More than $ 410 billion in BTC acquisitions have been made since March 2020, and there are now more incentives to resolve the current market price structure than to sell and liquidate its holdings.
In addition, he mentioned that selling pressure has been more focused on retail, as institutions may have already bought the dip and Bitcoin inflows on exchanges have been relatively low compared to previous sales.
Source: BTC / USDT no TradingView
The rapid recovery of $ 30,000 rescued some optimism the day before. However, Bitcoin is not completely off the hook, as the current wave could be a case of “Dead Cat Bounce”. A Dead Cat jump is a market situation where the price momentarily drops, before continuing at another high for another fall.

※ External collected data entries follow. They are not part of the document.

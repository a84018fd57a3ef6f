//! Tracing setup for Piecewise
//!
//! Console output follows the level the user asks for; a second layer writes
//! every event down to TRACE into a per-run log file, so a scheduling run can
//! be replayed piece by piece after the fact.

use std::fs::{File, create_dir_all};
use std::path::Path;

use tracing::Level;
use tracing_subscriber::layer::SubscriberExt;
use tracing_subscriber::util::SubscriberInitExt;
use tracing_subscriber::{EnvFilter, Layer, fmt};

use crate::PiecewiseError;

/// File name of the per-run trace log inside the logs directory.
pub const LOG_FILE_NAME: &str = "piecewise-last-run.log";

/// Installs the global subscriber: console at `console_level` (or `RUST_LOG`
/// when set) plus a TRACE file layer in `logs_dir` (default `./logs`). The
/// file is truncated on every run.
///
/// # Errors
///
/// - `PiecewiseError::Io` - If the logs directory or file cannot be created
/// - `PiecewiseError::Configuration` - If a global subscriber is already set
pub fn init_tracing(console_level: Level, logs_dir: Option<&Path>) -> crate::Result<()> {
    let logs_path = logs_dir.unwrap_or_else(|| Path::new("logs"));
    create_dir_all(logs_path)?;

    let log_file_path = logs_path.join(LOG_FILE_NAME);
    let log_file = File::create(&log_file_path)?;

    let console_filter = EnvFilter::try_from_default_env()
        .unwrap_or_else(|_| EnvFilter::new(console_level.to_string()));
    let console_layer = fmt::layer()
        .with_target(false)
        .with_thread_ids(false)
        .with_file(false)
        .with_line_number(false)
        .with_filter(console_filter);

    let file_layer = fmt::layer()
        .with_target(true)
        .with_thread_ids(true)
        .with_file(true)
        .with_line_number(true)
        .with_ansi(false)
        .with_writer(log_file)
        .with_filter(EnvFilter::new("trace"));

    tracing_subscriber::registry()
        .with(console_layer)
        .with(file_layer)
        .try_init()
        .map_err(|e| PiecewiseError::Configuration {
            reason: format!("tracing already initialized: {e}"),
        })?;

    tracing::info!(
        "Tracing initialized: console={}, trace_file={}",
        console_level,
        log_file_path.display()
    );
    Ok(())
}

/// Console verbosity chosen on the command line.
#[derive(Debug, Clone, Copy, PartialEq, Eq, Default, clap::ValueEnum)]
pub enum CliLogLevel {
    Error,
    Warn,
    #[default]
    Info,
    /// Scheduler transitions
    Debug,
    /// Every engine event, including ignored ones
    Trace,
}

impl CliLogLevel {
    pub fn as_tracing_level(self) -> Level {
        match self {
            CliLogLevel::Error => Level::ERROR,
            CliLogLevel::Warn => Level::WARN,
            CliLogLevel::Info => Level::INFO,
            CliLogLevel::Debug => Level::DEBUG,
            CliLogLevel::Trace => Level::TRACE,
        }
    }
}

impl std::str::FromStr for CliLogLevel {
    type Err = String;

    fn from_str(s: &str) -> Result<Self, Self::Err> {
        match s.to_ascii_lowercase().as_str() {
            "error" => Ok(CliLogLevel::Error),
            "warn" | "warning" => Ok(CliLogLevel::Warn),
            "info" => Ok(CliLogLevel::Info),
            "debug" => Ok(CliLogLevel::Debug),
            "trace" => Ok(CliLogLevel::Trace),
            _ => Err(format!("Invalid log level: {s}")),
        }
    }
}

impl std::fmt::Display for CliLogLevel {
    fn fmt(&self, f: &mut std::fmt::Formatter<'_>) -> std::fmt::Result {
        let name = match self {
            CliLogLevel::Error => "error",
            CliLogLevel::Warn => "warn",
            CliLogLevel::Info => "info",
            CliLogLevel::Debug => "debug",
            CliLogLevel::Trace => "trace",
        };
        f.write_str(name)
    }
}
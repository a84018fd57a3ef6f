//! Per-file and per-session transfer statistics

use std::iter::Sum;
use std::ops::Add;

use serde::Serialize;

use crate::pieces::{ByteSpan, PieceStore};

/// Transfer speed. `Unspecified` means a transfer is active but its rate is
/// not known yet, which is different from a measured zero.
#[derive(Debug, Clone, Copy, Default, PartialEq, Eq, Serialize)]
pub enum Speed {
    #[default]
    Unspecified,
    BytesPerSecond(u64),
}

impl Speed {
    pub const ZERO: Speed = Speed::BytesPerSecond(0);

    pub fn is_unspecified(self) -> bool {
        matches!(self, Speed::Unspecified)
    }

    pub fn bytes_per_second(self) -> Option<u64> {
        match self {
            Speed::Unspecified => None,
            Speed::BytesPerSecond(value) => Some(value),
        }
    }
}

/// Any unknown operand makes the sum unknown.
impl Add for Speed {
    type Output = Speed;

    fn add(self, rhs: Speed) -> Speed {
        match (self, rhs) {
            (Speed::BytesPerSecond(a), Speed::BytesPerSecond(b)) => {
                Speed::BytesPerSecond(a.saturating_add(b))
            }
            _ => Speed::Unspecified,
        }
    }
}

impl Sum for Speed {
    fn sum<I: Iterator<Item = Speed>>(iter: I) -> Speed {
        iter.fold(Speed::ZERO, Add::add)
    }
}

fn progress_of(downloaded: u64, total: u64) -> f32 {
    if total == 0 {
        0.0
    } else {
        (downloaded as f64 / total as f64) as f32
    }
}

/// Download progress of one file.
#[derive(Debug, Clone, Copy, PartialEq, Serialize)]
pub struct FileStats {
    pub downloaded_bytes: u64,
    pub total_size: u64,
    /// `downloaded_bytes / total_size`, or 0 for an empty file
    pub progress: f32,
}

impl FileStats {
    pub fn new(downloaded_bytes: u64, total_size: u64) -> Self {
        Self {
            downloaded_bytes,
            total_size,
            progress: progress_of(downloaded_bytes, total_size),
        }
    }

    /// Counts finished pieces clipped to the file's span.
    pub fn from_store(store: &PieceStore, span: ByteSpan) -> Self {
        Self::new(store.finished_bytes_in(span), span.length)
    }
}

/// Totals for a session, or for several sessions merged.
#[derive(Debug, Clone, Copy, PartialEq, Serialize)]
pub struct SessionStats {
    pub total_size_requested: u64,
    pub downloaded_bytes: u64,
    pub download_speed: Speed,
    pub uploaded_bytes: u64,
    pub upload_speed: Speed,
    pub download_progress: f32,
}

impl Default for SessionStats {
    fn default() -> Self {
        Self {
            total_size_requested: 0,
            downloaded_bytes: 0,
            download_speed: Speed::ZERO,
            uploaded_bytes: 0,
            upload_speed: Speed::ZERO,
            download_progress: 0.0,
        }
    }
}

impl SessionStats {
    /// Sums file progress. Speeds start as unknown until a transfer report
    /// is attached with [`SessionStats::with_transfer`].
    pub fn from_files<'a>(files: impl IntoIterator<Item = &'a FileStats>) -> Self {
        let (total, downloaded) = files
            .into_iter()
            .fold((0u64, 0u64), |(total, downloaded), file| {
                (total + file.total_size, downloaded + file.downloaded_bytes)
            });
        Self {
            total_size_requested: total,
            downloaded_bytes: downloaded,
            download_speed: Speed::Unspecified,
            uploaded_bytes: 0,
            upload_speed: Speed::Unspecified,
            download_progress: progress_of(downloaded, total),
        }
    }

    pub fn with_transfer(
        mut self,
        download_speed: Speed,
        uploaded_bytes: u64,
        upload_speed: Speed,
    ) -> Self {
        self.download_speed = download_speed;
        self.uploaded_bytes = uploaded_bytes;
        self.upload_speed = upload_speed;
        self
    }

    /// Combines two sources; progress is recomputed from the summed bytes.
    pub fn merge(self, other: SessionStats) -> SessionStats {
        let total = self.total_size_requested + other.total_size_requested;
        let downloaded = self.downloaded_bytes + other.downloaded_bytes;
        SessionStats {
            total_size_requested: total,
            downloaded_bytes: downloaded,
            download_speed: self.download_speed + other.download_speed,
            uploaded_bytes: self.uploaded_bytes + other.uploaded_bytes,
            upload_speed: self.upload_speed + other.upload_speed,
            download_progress: progress_of(downloaded, total),
        }
    }
}

impl Sum for SessionStats {
    fn sum<I: Iterator<Item = SessionStats>>(iter: I) -> SessionStats {
        iter.fold(SessionStats::default(), SessionStats::merge)
    }
}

One of the main narratives that support this direction is the rejection by the 50-period moving average. As highlighted by the chart, Bitcoin has continuously retreated since the MA-50 last week. Therefore, a scenario of Dead Cat Bounce could cause Bitcoin to visit $ 35,000 again, before the price goes up again.
A bullish confirmation would be a sustained recovery of $ 42,200 over the next 24-48 hours. This would invalidate the short-term bearish structure, and the market may move towards the highs once again.